I was recently re-reading David Pam’s excellent paper The Rude Multitude and was wondering what the people of Enfield might do if a similar situation arose today.

David’s paper refers to the troubled times after the Civil War when Cromwell’s parliament sold off a large portion of Enfield Chase. The Chase had, until the execution of Charles I, been in the ownership of The Duchy of Lancaster (in practice The Crown) and the new purchasers were senior commanders from The New Model Army who made payment for these estates though back pay owed and regular soldiers bonds bought at a discount. 

The main losers in this deal were the good folk of Enfield who saw the removal of their common rights, that they had enjoyed since time immemorial, of pasturing their cattle and collecting loose timber for fuel. 

After their appeals were rejected by state commissioners the commoners took matters into their own hands and in May 1659 a party moved on to Enfield Chase, pulled down hedges and fences around the new enclosures, and drove their cattle on to the growing corn. 

The government response was to demand local magistrates to take legal action against this “rude multitude” but the instruction was ignored.

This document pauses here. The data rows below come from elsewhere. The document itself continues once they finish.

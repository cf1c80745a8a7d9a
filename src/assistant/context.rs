use crate::config::RetrievalConfig;
use crate::graph::SearchResult;
use crate::nlp::QueryAnalysis;

pub const NO_CONTEXT: &str = "No specific information found in the knowledge base.";
const CONTEXT_HEADER: &str = "Relevant information from MOSDAC knowledge base:";
const QUERY_ENTITIES_SHOWN: usize = 3;

/// How much of the search results goes into the context block
#[derive(Debug, Clone, Copy, PartialEq, Eq)]
pub struct ContextLimits {
    pub entries: usize,
    pub related_per_entry: usize,
}

impl Default for ContextLimits {
    fn default() -> Self {
        Self {
            entries: 3,
            related_per_entry: 3,
        }
    }
}

impl From<&RetrievalConfig> for ContextLimits {
    fn from(config: &RetrievalConfig) -> Self {
        Self {
            entries: config.context_entries,
            related_per_entry: config.related_per_entry,
        }
    }
}

/// Render search results and the query analysis as a plain-text block for the
/// chat model.
pub fn build_context(results: &[SearchResult], analysis: &QueryAnalysis, limits: ContextLimits) -> String {
    if results.is_empty() {
        return NO_CONTEXT.to_string();
    }

    let mut parts = vec![CONTEXT_HEADER.to_string()];

    for (i, result) in results.iter().take(limits.entries).enumerate() {
        let description = if result.description.is_empty() {
            "No description available"
        } else {
            result.description.as_str()
        };

        parts.push(format!("\n{}. {} ({})", i + 1, result.entity, result.entity_type));
        parts.push(format!("   Description: {}", description));

        if !result.related_entities.is_empty() {
            let related: Vec<String> = result
                .related_entities
                .iter()
                .take(limits.related_per_entry)
                .map(|r| format!("{} ({})", r.entity, r.relation))
                .collect();
            parts.push(format!("   Related to: {}", related.join(", ")));
        }
    }

    if !analysis.entities.is_empty() {
        let detected: Vec<&str> = analysis
            .entities
            .iter()
            .take(QUERY_ENTITIES_SHOWN)
            .map(|e| e.text.as_str())
            .collect();
        parts.push(format!("\nDetected entities in query: {}", detected.join(", ")));
    }

    parts.push(format!("Query intent: {}", analysis.intent));

    parts.join("\n")
}

#[cfg(test)]
mod tests {
    use super::*;
    use crate::graph::{EntityType, RelatedEntity};
    use crate::nlp::TextAnalyzer;

    fn result(entity: &str, entity_type: EntityType, description: &str, related: &[(&str, &str)]) -> SearchResult {
        SearchResult {
            entity: entity.to_string(),
            entity_type,
            description: description.to_string(),
            score: 0.5,
            related_entities: related
                .iter()
                .map(|(e, r)| RelatedEntity {
                    entity: e.to_string(),
                    relation: r.to_string(),
                })
                .collect(),
        }
    }

    #[test]
    fn test_no_results() {
        let analysis = TextAnalyzer::default().preprocess_query("What is SST?");
        assert_eq!(build_context(&[], &analysis, ContextLimits::default()), NO_CONTEXT);
    }

    #[test]
    fn test_context_layout() {
        let analysis = TextAnalyzer::default().preprocess_query("What is SST?");
        let results = vec![
            result("SST", EntityType::Product, "Sea Surface Temperature data", &[("INSAT", "inverse_generates")]),
            result("Sea", EntityType::Unknown, "", &[]),
        ];

        let context = build_context(&results, &analysis, ContextLimits::default());
        let expected = "Relevant information from MOSDAC knowledge base:\n\
                        \n1. SST (PRODUCT)\n   Description: Sea Surface Temperature data\n   Related to: INSAT (inverse_generates)\n\
                        \n2. Sea (UNKNOWN)\n   Description: No description available\n\
                        \nDetected entities in query: SST\n\
                        Query intent: what_is";
        assert_eq!(context, expected);
    }

    #[test]
    fn test_limits_apply() {
        let analysis = TextAnalyzer::default().preprocess_query("hello");
        let related = [("a", "r"), ("b", "r"), ("c", "r"), ("d", "r")];
        let results: Vec<_> = ["A", "B", "C", "D"]
            .iter()
            .map(|id| result(id, EntityType::Service, "x", &related))
            .collect();

        let context = build_context(&results, &analysis, ContextLimits::default());
        assert!(context.contains("\n3. C (SERVICE)"));
        assert!(!context.contains("4. D"));
        assert!(context.contains("Related to: a (r), b (r), c (r)\n"));
        assert!(!context.contains("d (r)"));
        assert!(!context.contains("Detected entities"));
        assert!(context.ends_with("Query intent: general"));
    }
}
//! JSON export and restore of the graph structure.
//!
//! Restoring does not re-embed: the vector index is persisted on its own.

use crate::error::Result;
use crate::graph::store::Node;
use crate::graph::{EntityAttributes, EntityType, KnowledgeGraph, Relationship};
use serde::{Deserialize, Serialize};
use std::fs::File;
use std::io::{BufReader, BufWriter};
use std::path::Path;

#[derive(Debug, Clone, PartialEq, Serialize, Deserialize)]
pub struct NodeRecord {
    pub id: String,
    #[serde(rename = "type")]
    pub entity_type: EntityType,
    #[serde(flatten)]
    pub attributes: EntityAttributes,
}

/// Nodes and edges in insertion order
#[derive(Debug, Clone, Default, PartialEq, Serialize, Deserialize)]
pub struct GraphSnapshot {
    pub nodes: Vec<NodeRecord>,
    pub edges: Vec<Relationship>,
}

impl GraphSnapshot {
    pub fn write(&self, path: &Path) -> Result<()> {
        if let Some(parent) = path.parent().filter(|p| !p.as_os_str().is_empty()) {
            std::fs::create_dir_all(parent)?;
        }
        let writer = BufWriter::new(File::create(path)?);
        serde_json::to_writer_pretty(writer, self)?;
        Ok(())
    }

    pub fn read(path: &Path) -> Result<Self> {
        let reader = BufReader::new(File::open(path)?);
        Ok(serde_json::from_reader(reader)?)
    }
}

impl KnowledgeGraph {
    pub fn export_graph_data(&self) -> GraphSnapshot {
        GraphSnapshot {
            nodes: self
                .nodes()
                .map(|(id, node)| NodeRecord {
                    id: id.clone(),
                    entity_type: node.entity_type,
                    attributes: node.attributes.clone(),
                })
                .collect(),
            edges: self.relationships().collect(),
        }
    }

    pub fn save_snapshot(&self, path: &Path) -> Result<()> {
        self.export_graph_data().write(path)?;
        log::info!(
            "Saved graph ({} entities, {} relationships) to {}",
            self.get_entity_count(),
            self.get_relationship_count(),
            path.display()
        );
        Ok(())
    }

    /// Replace nodes and edges with the snapshot's contents.
    ///
    /// Returns `Ok(false)` without touching the graph when the file is missing.
    pub fn load_snapshot(&mut self, path: &Path) -> Result<bool> {
        if !path.exists() {
            log::debug!("No graph snapshot at {}", path.display());
            return Ok(false);
        }

        let snapshot = GraphSnapshot::read(path)?;
        self.restore(snapshot);
        log::info!(
            "Loaded graph ({} entities, {} relationships) from {}",
            self.get_entity_count(),
            self.get_relationship_count(),
            path.display()
        );
        Ok(true)
    }

    pub fn restore(&mut self, snapshot: GraphSnapshot) {
        self.clear_structure();
        for record in snapshot.nodes {
            self.insert_node(
                record.id,
                Node {
                    entity_type: record.entity_type,
                    attributes: record.attributes,
                },
            );
        }
        for edge in snapshot.edges {
            self.add_relationship(&edge.source, &edge.target, &edge.relation, edge.attributes);
        }
    }
}

#[cfg(test)]
mod tests {
    use super::*;
    use crate::embeddings::{EmbeddingBackend, HashingEmbedder};
    use crate::search::VectorIndex;
    use serde_json::json;

    fn hashing_index() -> VectorIndex {
        VectorIndex::new(Some(EmbeddingBackend::Hashing(HashingEmbedder::new(384))))
    }

    #[tokio::test]
    async fn test_export_layout() {
        let mut graph = KnowledgeGraph::new(hashing_index());
        graph.initialize_base_entities().await;

        let value = serde_json::to_value(graph.export_graph_data()).unwrap();
        assert_eq!(value["nodes"].as_array().unwrap().len(), 15);
        assert_eq!(value["nodes"][0]["id"], json!("ISRO"));
        assert_eq!(value["nodes"][0]["type"], json!("ORGANIZATION"));
        assert_eq!(
            value["nodes"][0]["description"],
            json!("Indian Space Research Organisation")
        );
        assert_eq!(value["edges"][0]["source"], json!("ISRO"));
        assert_eq!(value["edges"][0]["relation"], json!("operates"));
        assert_eq!(value["edges"][0]["target"], json!("MOSDAC"));
    }

    #[tokio::test]
    async fn test_snapshot_round_trip_with_index() {
        let temp_dir = tempfile::TempDir::new().unwrap();
        let graph_path = temp_dir.path().join("graph.json");
        let index_path = temp_dir.path().join("vectors.json");

        let mut graph = KnowledgeGraph::new(hashing_index());
        graph.initialize_base_entities().await;
        graph.add_relationship("SST", "NetCDF", "distributed_as", Default::default());
        graph.save_snapshot(&graph_path).unwrap();
        graph.index().save_to_file(&index_path).unwrap();
        let before = graph.semantic_search("ocean wind data", 5).await;

        let mut restored = KnowledgeGraph::new(hashing_index());
        assert!(restored.load_snapshot(&graph_path).unwrap());
        assert!(restored.index_mut().load_from_file(&index_path).unwrap());

        assert_eq!(restored.export_graph_data(), graph.export_graph_data());
        assert_eq!(restored.entity_type("NetCDF"), Some(EntityType::Unknown));

        let after = restored.semantic_search("ocean wind data", 5).await;
        let ids = |r: &[crate::graph::SearchResult]| -> Vec<String> {
            r.iter().map(|x| x.entity.clone()).collect()
        };
        assert_eq!(ids(&after), ids(&before));
    }

    #[test]
    fn test_load_missing_snapshot_keeps_graph() {
        let temp_dir = tempfile::TempDir::new().unwrap();
        let mut graph = KnowledgeGraph::new(VectorIndex::new(None));
        graph.add_relationship("a", "b", "r", Default::default());

        assert!(!graph.load_snapshot(&temp_dir.path().join("missing.json")).unwrap());
        assert_eq!(graph.get_relationship_count(), 1);
    }
}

The new tenants then hired mercenaries to terrorise the locals, resulting in a pitch battle on 10th July between a small armed infantry and local commoners armed with pitchforks. The villagers won when they overpowered the soldiers, while reloading their muskets, although there was a loss of two villagers’ lives in the process. 

Can you imagine what might be the response today if, just for instance, a certain party erected a fence around, say, 18% of Whitewebbs Park, perhaps where the old golf course is? Today there is a marvelous savanna reminiscent of the how the Chase would have looked three hundred years ago. Would the good folk of Enfield, knowing that this estate had been purchased by Middlesex County Council for the benefit of local people, feel that their common rights had been abused?

I can’t imagine for one minute that they would feel justified in tearing down those fences and herding those wonderful red poll cattle and sheep from Forty Hall Farm on to the enclosed land, but the cows in particular do seem to have roaming rights. Indeed, such actions would be unlawful and wrong. Deary me, no! We shouldn’t even think of such a thing. 

Fortunately, we live in enlightened times, and have a council that has our best interests at heart and wouldn’t allow such an enclosure in the first place! They wouldn’t… would they? They couldn’t… could they?